Problem statement
In the records that follow, show each line where the word "this" is present.

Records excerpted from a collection
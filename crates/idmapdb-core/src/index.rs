//! ID-stable vector index.
//!
//! [`IdMapIndex`] keeps a stable external integer ID per stored vector
//! across updates and restarts. Plain inserts are assigned sequential IDs
//! from the current entry count; updates keep the caller's ID by removing
//! the old entry and reinserting the new vector under the same ID.
//!
//! # Example
//!
//! ```rust,ignore
//! use idmapdb_core::IdMapIndex;
//!
//! let mut index = IdMapIndex::open("./data/vectors.index", 32)?;
//! let id = index.insert_one(&embedding)?;
//! let (ids, distances) = index.find_one(&embedding, 10)?;
//! assert_eq!(ids[0], id); // exact self-match, distance 0
//! index.save()?;
//! ```

use crate::engine::{self, Engine, FlatEngine};
use crate::error::{Error, Result};
use std::path::{Path, PathBuf};

/// Default number of results returned by searches.
pub const DEFAULT_N_RESULTS: usize = 10;

/// Vector index with stable external IDs and snapshot persistence.
///
/// All mutation takes `&mut self`. The update path is remove-then-reinsert
/// (the engine has no in-place mutation), so a reader running concurrently
/// could in principle observe the entry absent mid-update; the exclusive
/// borrow rules that out in-process. Callers sharing an index across
/// threads must serialize access externally.
pub struct IdMapIndex {
    /// Snapshot path, retained for [`IdMapIndex::save`]
    path: PathBuf,
    /// The underlying search engine
    engine: FlatEngine,
}

impl IdMapIndex {
    /// Opens the index at `path`.
    ///
    /// If the file exists it is loaded as an engine snapshot and the stored
    /// dimension wins; otherwise a fresh empty index of `dimension` is
    /// created. Nothing is written to disk until [`IdMapIndex::save`] or
    /// [`IdMapIndex::persist`] is called.
    ///
    /// # Errors
    ///
    /// Returns an error if an existing snapshot cannot be read or decoded.
    pub fn open<P: AsRef<Path>>(path: P, dimension: usize) -> Result<Self> {
        let path = path.as_ref().to_path_buf();
        let engine = if path.is_file() {
            let engine = engine::read_index(&path)?;
            tracing::info!(
                path = %path.display(),
                entries = engine.ntotal(),
                dimension = engine.dimension(),
                "loaded index snapshot"
            );
            engine
        } else {
            FlatEngine::new(dimension)
        };

        Ok(Self { path, engine })
    }

    /// Inserts a vector and returns its assigned ID.
    ///
    /// The ID is the current entry count, so plain inserts are sequential
    /// and monotonic: updates remove then reinsert under the same ID and
    /// never lower the count, so vacated IDs are not handed out again.
    ///
    /// # Errors
    ///
    /// Returns [`Error::DimensionMismatch`] if the vector length differs
    /// from the index dimension.
    pub fn insert_one(&mut self, vector: &[f32]) -> Result<i64> {
        self.check_vector(vector)?;

        let id = self.engine.ntotal() as i64;
        self.engine.add_with_ids(&[vector.to_vec()], &[id]);
        tracing::debug!(id, "inserted vector");

        Ok(id)
    }

    /// Inserts a batch of vectors and returns their assigned IDs.
    ///
    /// IDs form a contiguous block starting at the pre-call entry count,
    /// one per input row, in input order.
    ///
    /// # Errors
    ///
    /// Returns [`Error::DimensionMismatch`] if any row's length differs
    /// from the index dimension.
    pub fn insert_many(&mut self, vectors: &[Vec<f32>]) -> Result<Vec<i64>> {
        self.check_batch(vectors)?;

        let start = self.engine.ntotal() as i64;
        let ids: Vec<i64> = (start..start + vectors.len() as i64).collect();
        self.engine.add_with_ids(vectors, &ids);
        tracing::debug!(count = ids.len(), start, "inserted vector batch");

        Ok(ids)
    }

    /// Replaces the vector stored under `id` and returns `id` unchanged.
    ///
    /// Removing a missing ID is a no-op, so this also works as an insert
    /// with an explicit ID. Subsequent searches treat `id` as pointing at
    /// `new_vector`.
    ///
    /// # Errors
    ///
    /// Returns [`Error::DimensionMismatch`] if the vector length differs
    /// from the index dimension.
    pub fn update_one(&mut self, new_vector: &[f32], id: i64) -> Result<i64> {
        self.check_vector(new_vector)?;

        self.engine.remove_ids(&[id]);
        self.engine.add_with_ids(&[new_vector.to_vec()], &[id]);
        tracing::debug!(id, "updated vector");

        Ok(id)
    }

    /// Batched form of [`IdMapIndex::update_one`].
    ///
    /// All `ids` are removed first, then all `new_vectors` are added under
    /// them in one pass. Returns `ids` unchanged.
    ///
    /// # Errors
    ///
    /// Returns [`Error::LengthMismatch`] if `new_vectors` and `ids` differ
    /// in length, [`Error::DimensionMismatch`] if any row is misshaped.
    pub fn update_many(&mut self, new_vectors: &[Vec<f32>], ids: &[i64]) -> Result<Vec<i64>> {
        if new_vectors.len() != ids.len() {
            return Err(Error::LengthMismatch {
                vectors: new_vectors.len(),
                ids: ids.len(),
            });
        }
        self.check_batch(new_vectors)?;

        self.engine.remove_ids(ids);
        self.engine.add_with_ids(new_vectors, ids);
        tracing::debug!(count = ids.len(), "updated vector batch");

        Ok(ids.to_vec())
    }

    /// Returns up to `n_results` nearest stored vectors to `vector`.
    ///
    /// Result sequences are parallel and sorted by increasing distance,
    /// closest first; an exact match scores distance 0. When fewer than
    /// `n_results` entries exist the engine's sentinel padding (ID `-1`,
    /// max distance) is passed through unmodified.
    ///
    /// # Errors
    ///
    /// Returns [`Error::DimensionMismatch`] if the query length differs
    /// from the index dimension.
    pub fn find_one(&self, vector: &[f32], n_results: usize) -> Result<(Vec<i64>, Vec<f32>)> {
        self.check_vector(vector)?;

        let (mut ids, mut distances) = self.engine.search(&[vector.to_vec()], n_results);
        Ok((ids.swap_remove(0), distances.swap_remove(0)))
    }

    /// Batched form of [`IdMapIndex::find_one`].
    ///
    /// One result row per query, each an independent search.
    ///
    /// # Errors
    ///
    /// Returns [`Error::DimensionMismatch`] if any query is misshaped.
    pub fn find_many(
        &self,
        vectors: &[Vec<f32>],
        n_results: usize,
    ) -> Result<(Vec<Vec<i64>>, Vec<Vec<f32>>)> {
        self.check_batch(vectors)?;

        Ok(self.engine.search(vectors, n_results))
    }

    /// Persists the full index state to the path given at open time.
    ///
    /// # Errors
    ///
    /// Returns an error if the snapshot cannot be written.
    pub fn save(&self) -> Result<()> {
        self.persist(&self.path)
    }

    /// Persists the full index state to an explicit path.
    ///
    /// Parent directories are created as needed; an existing file at the
    /// path is overwritten.
    ///
    /// # Errors
    ///
    /// Returns an error if directory creation or the snapshot write fails.
    pub fn persist<P: AsRef<Path>>(&self, path: P) -> Result<()> {
        let path = path.as_ref();
        if let Some(parent) = path.parent() {
            if !parent.as_os_str().is_empty() {
                std::fs::create_dir_all(parent)?;
            }
        }
        engine::write_index(&self.engine, path)?;
        tracing::info!(
            path = %path.display(),
            entries = self.len(),
            "persisted index snapshot"
        );

        Ok(())
    }

    /// Current entry count.
    #[must_use]
    pub fn len(&self) -> usize {
        self.engine.ntotal()
    }

    /// Returns true if the index holds no entries.
    #[must_use]
    pub fn is_empty(&self) -> bool {
        self.len() == 0
    }

    /// Vector dimension accepted by this index.
    #[must_use]
    pub fn dimension(&self) -> usize {
        self.engine.dimension()
    }

    /// Snapshot path this index was opened with.
    #[must_use]
    pub fn path(&self) -> &Path {
        &self.path
    }

    fn check_vector(&self, vector: &[f32]) -> Result<()> {
        if vector.len() != self.dimension() {
            return Err(Error::DimensionMismatch {
                expected: self.dimension(),
                actual: vector.len(),
            });
        }
        Ok(())
    }

    fn check_batch(&self, vectors: &[Vec<f32>]) -> Result<()> {
        for vector in vectors {
            self.check_vector(vector)?;
        }
        Ok(())
    }
}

Output
    /// Removing a missing ID is a no-op, so this also works as an insert
    /// Vector dimension accepted by this index.
    /// Snapshot path this index was opened with.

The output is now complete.